GitHub - lcmd-epfl/MolCraftDiffusion: A 3D Molecular Generation Framework for Data-driven Molecular Applications.

Three-dimensional molecular generative models assign atoms explicit Cartesian coordinates, enabling generation to be conditioned on both geometric (steric, shape) and physicochemical constraints, providing a more physically meaningful route to molecular discovery than string- or graph-based representations. The field, however, remains fragmented: implementations are scattered across incompatible repositories and evaluation protocols, impeding reproducibility and controlled comparison across methods.

MolCraftDiffusion is a modular, extensible platform for building, deploying, and evaluating 3D molecular diffusion models in computational chemistry. Its layered architecture decouples core training logic from model definitions and task implementations, so new generative architectures, guidance strategies, and evaluation metrics integrate with minimal changes to the codebase. Efficient pre-training is achieved through curriculum learning: a progressive chemical complexity ordering applied to datasets compiled from multiple sources, circumventing the cost of full retraining in downstream applications. Guided generation is supported via structure-directed mechanisms (inpainting for systematic structural variant exploration, outpainting for fragment extension) and property-directed mechanisms (gradient-based and classifier-free guidance).
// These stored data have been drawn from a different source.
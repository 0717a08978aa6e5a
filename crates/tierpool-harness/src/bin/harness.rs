//! CLI entrypoint for the tierpool storm harness.

use std::path::PathBuf;

use clap::{Parser, Subcommand};
use tierpool::{PoolAllocator, PoolConfig};
use tierpool_harness::structured_log::{self, ArtifactIndex, LogEmitter, LogEntry, LogLevel, Outcome};
use tierpool_harness::{HarnessError, StatusReport, StormConfig, StormKind, run_storm};

/// Storm tooling for tierpool.
#[derive(Debug, Parser)]
#[command(name = "tierpool-harness")]
#[command(about = "Allocation storms, status reports and log validation for tierpool")]
struct Cli {
    #[command(subcommand)]
    command: Command,
}

#[derive(Debug, Subcommand)]
enum Command {
    /// Run an allocation storm against a fresh pool.
    Storm {
        /// churn, sawtooth, tiny-exhaustion, medium-thrash or aligned-mix.
        #[arg(long, default_value = "churn")]
        kind: String,
        #[arg(long, default_value_t = 4)]
        threads: usize,
        /// Operations per thread.
        #[arg(long, default_value_t = 10_000)]
        ops: usize,
        #[arg(long, default_value_t = 0x7149_0001)]
        seed: u64,
        /// Override the tiny arena cell count (TIERPOOL_* variables apply otherwise).
        #[arg(long)]
        tiny_cells: Option<usize>,
        /// Output path for the JSON storm report (stdout if omitted).
        #[arg(long)]
        report: Option<PathBuf>,
        /// Output path for the JSONL structured log.
        #[arg(long)]
        log: Option<PathBuf>,
        /// Output path for the artifact index (requires --report and --log).
        #[arg(long)]
        artifact_index: Option<PathBuf>,
    },
    /// Print the status of a pool built from the environment.
    Status {
        /// Emit JSON instead of the four-line summary.
        #[arg(long)]
        json: bool,
    },
    /// Validate a structured JSONL log.
    ValidateLog {
        #[arg(long)]
        log: PathBuf,
    },
}

fn main() -> Result<(), Box<dyn std::error::Error>> {
    let cli = Cli::parse();

    match cli.command {
        Command::Storm {
            kind,
            threads,
            ops,
            seed,
            tiny_cells,
            report,
            log,
            artifact_index,
        } => {
            let kind = StormKind::parse(&kind)?;
            let mut config = PoolConfig::from_env()?;
            if let Some(cells) = tiny_cells {
                config.tiny_cells = cells;
            }
            let alloc = PoolAllocator::new(config);
            let run_id = format!("{}-{seed:x}", kind.as_str());

            let storm = StormConfig {
                threads,
                ops,
                seed,
                ..StormConfig::new(kind)
            };
            eprintln!(
                "Running {} storm: {threads} threads x {ops} ops (seed {seed:#x})",
                kind.as_str()
            );
            let outcome = run_storm(&alloc, &storm)?;

            let json = serde_json::to_string_pretty(&outcome)?;
            match &report {
                Some(path) => {
                    std::fs::write(path, &json)?;
                    eprintln!("Storm report written to {}", path.display());
                }
                None => println!("{json}"),
            }

            if let Some(path) = &log {
                let mut emitter = LogEmitter::to_file(path, &run_id)?;
                emitter.set_mode(outcome.status.mode.as_str());
                emitter.emit_entry(
                    LogEntry::new("", LogLevel::Info, "storm_start")
                        .with_details(serde_json::json!({
                            "kind": kind.as_str(),
                            "threads": threads,
                            "ops": ops,
                            "seed": seed,
                        })),
                )?;
                let records = alloc.drain_lifecycle_logs();
                emitter.emit_pool_records(&records)?;
                let verdict = if outcome.corruptions == 0 {
                    Outcome::Pass
                } else {
                    Outcome::Fail
                };
                emitter.emit_entry(
                    LogEntry::new("", LogLevel::Info, "storm_complete")
                        .with_outcome(verdict)
                        .with_duration_ms(outcome.elapsed_ms)
                        .with_details(serde_json::json!({
                            "allocations": outcome.allocations,
                            "failures": outcome.failures,
                            "corruptions": outcome.corruptions,
                        })),
                )?;
                emitter.flush()?;
                eprintln!(
                    "Structured log written to {} ({} pool records)",
                    path.display(),
                    records.len()
                );
            }

            if let Some(index_path) = &artifact_index {
                let mut index = ArtifactIndex::new(&run_id);
                if let Some(path) = &report {
                    index.add_file(path, "storm_report")?;
                }
                if let Some(path) = &log {
                    index.add_file(path, "structured_log")?;
                }
                std::fs::write(index_path, index.to_json()?)?;
                eprintln!("Artifact index written to {}", index_path.display());
            }

            if outcome.corruptions > 0 {
                return Err(HarnessError::CorruptionDetected {
                    count: outcome.corruptions,
                }
                .into());
            }
        }
        Command::Status { json } => {
            let alloc = PoolAllocator::from_env();
            let pool = alloc.try_pool().map_err(Clone::clone)?;
            let snapshot = pool.snapshot();
            if json {
                println!("{}", StatusReport::from(&snapshot).to_json()?);
            } else {
                println!("{snapshot}");
            }
        }
        Command::ValidateLog { log } => {
            let (lines, errors) = structured_log::validate_log_file(&log)?;
            for err in &errors {
                eprintln!("{err}");
            }
            if !errors.is_empty() {
                return Err(HarnessError::InvalidLog {
                    path: log.display().to_string(),
                    count: errors.len(),
                }
                .into());
            }
            eprintln!("{}: {lines} lines valid", log.display());
        }
    }

    Ok(())
}
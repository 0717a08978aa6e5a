//! Memory-resource adapter over the process-wide allocator.
//!
//! A thin handle exposing `allocate(bytes, align)` / `deallocate` / equality,
//! implemented entirely with aligned allocation. Adapters compare equal when
//! they wrap the same allocator; every default adapter wraps the process-wide
//! one, so all of those are interchangeable.
//!
//! This is deliberately not a `GlobalAlloc`: the pool's own bookkeeping uses
//! the Rust global allocator.

#![allow(unsafe_code)]

use std::ptr::NonNull;

use crate::facade::{self, PoolAllocator};

/// Memory resource backed by a [`PoolAllocator`] (the process-wide one by
/// default).
#[derive(Clone, Copy)]
pub struct PoolResource {
    allocator: &'static PoolAllocator,
}

impl PoolResource {
    /// Adapter over the process-wide allocator.
    #[must_use]
    pub fn new() -> Self {
        Self::with_allocator(facade::global())
    }

    /// Adapter over a caller-provided allocator that lives forever.
    #[must_use]
    pub fn with_allocator(allocator: &'static PoolAllocator) -> Self {
        Self { allocator }
    }

    /// # Panics
    ///
    /// Panics if `align` is not a power of two.
    pub fn allocate(&self, bytes: usize, align: usize) -> Option<NonNull<u8>> {
        self.allocator.aligned_allocate(bytes, align)
    }

    /// # Safety
    ///
    /// `ptr` must come from [`Self::allocate`] on any `PoolResource` sharing
    /// the same allocator, and must not be used afterwards.
    pub unsafe fn deallocate(&self, ptr: NonNull<u8>, _bytes: usize, _align: usize) {
        // SAFETY: forwarded contract.
        unsafe { self.allocator.aligned_release(ptr.as_ptr()) }
    }

    /// True if blocks from `other` may be released through `self`.
    #[must_use]
    pub fn is_equal(&self, other: &Self) -> bool {
        std::ptr::eq(self.allocator, other.allocator)
    }
}

impl Default for PoolResource {
    fn default() -> Self {
        Self::new()
    }
}

impl PartialEq for PoolResource {
    fn eq(&self, other: &Self) -> bool {
        self.is_equal(other)
    }
}

impl Eq for PoolResource {}

impl std::fmt::Debug for PoolResource {
    fn fmt(&self, f: &mut std::fmt::Formatter<'_>) -> std::fmt::Result {
        f.debug_struct("PoolResource").finish_non_exhaustive()
    }
}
The platform's extensibility is demonstrated by integrating three architecturally distinct models from the literature (TABASCO, ADiT, and ShEPhERD), each without modifications to the core codebase, supporting applications from virtual library construction to inverse molecular design.

Features


3D-native generation	Models trained directly in Cartesian space; geometric validity by construction, not augmentation
Extensible architecture	Multiple backbone families included; adding a new model is a single sub-package drop-in
Steerable generation	Guide outputs toward target properties or structural constraints without retraining
End-to-end pipeline	Raw data through training to post-generation analysis, with no glue scripts needed
Unified CLI	`train · generate · predict · analyze · data`, all from one `MolCraftDiff` entry point
Built-in analysis suite	Geometry optimization, validity metrics, quantum-chemical descriptors, and featurization

Installation

# Create environment
conda create -n molcraft python=3.11 -y
conda activate molcraft

GPU / CUDA:

pip install molcraftdiffusion[gpu] \
    --find-links https://data.pyg.org/whl/torch-2.6.0+cu124.html

CPU-only:

pip install molcraftdiffusion[cpu] \
    --extra-index-url https://download.pytorch.org/whl/cpu \
    --find-links https://data.pyg.org/whl/torch-2.6.0+cpu.html

Optional feature groups:

pip install 'molcraftdiffusion[data]'     # data prep, augmentation, SOAP featurization
pip install 'molcraftdiffusion[analyze]'  # metrics, xyz2mol, xtb-electronic

# xTB — must be installed via conda, not pip
conda install -c conda-forge xtb==6.7.1 -y
conda install xtb-python -y

Commands that require optional packages exit with an installation hint rather than crashing.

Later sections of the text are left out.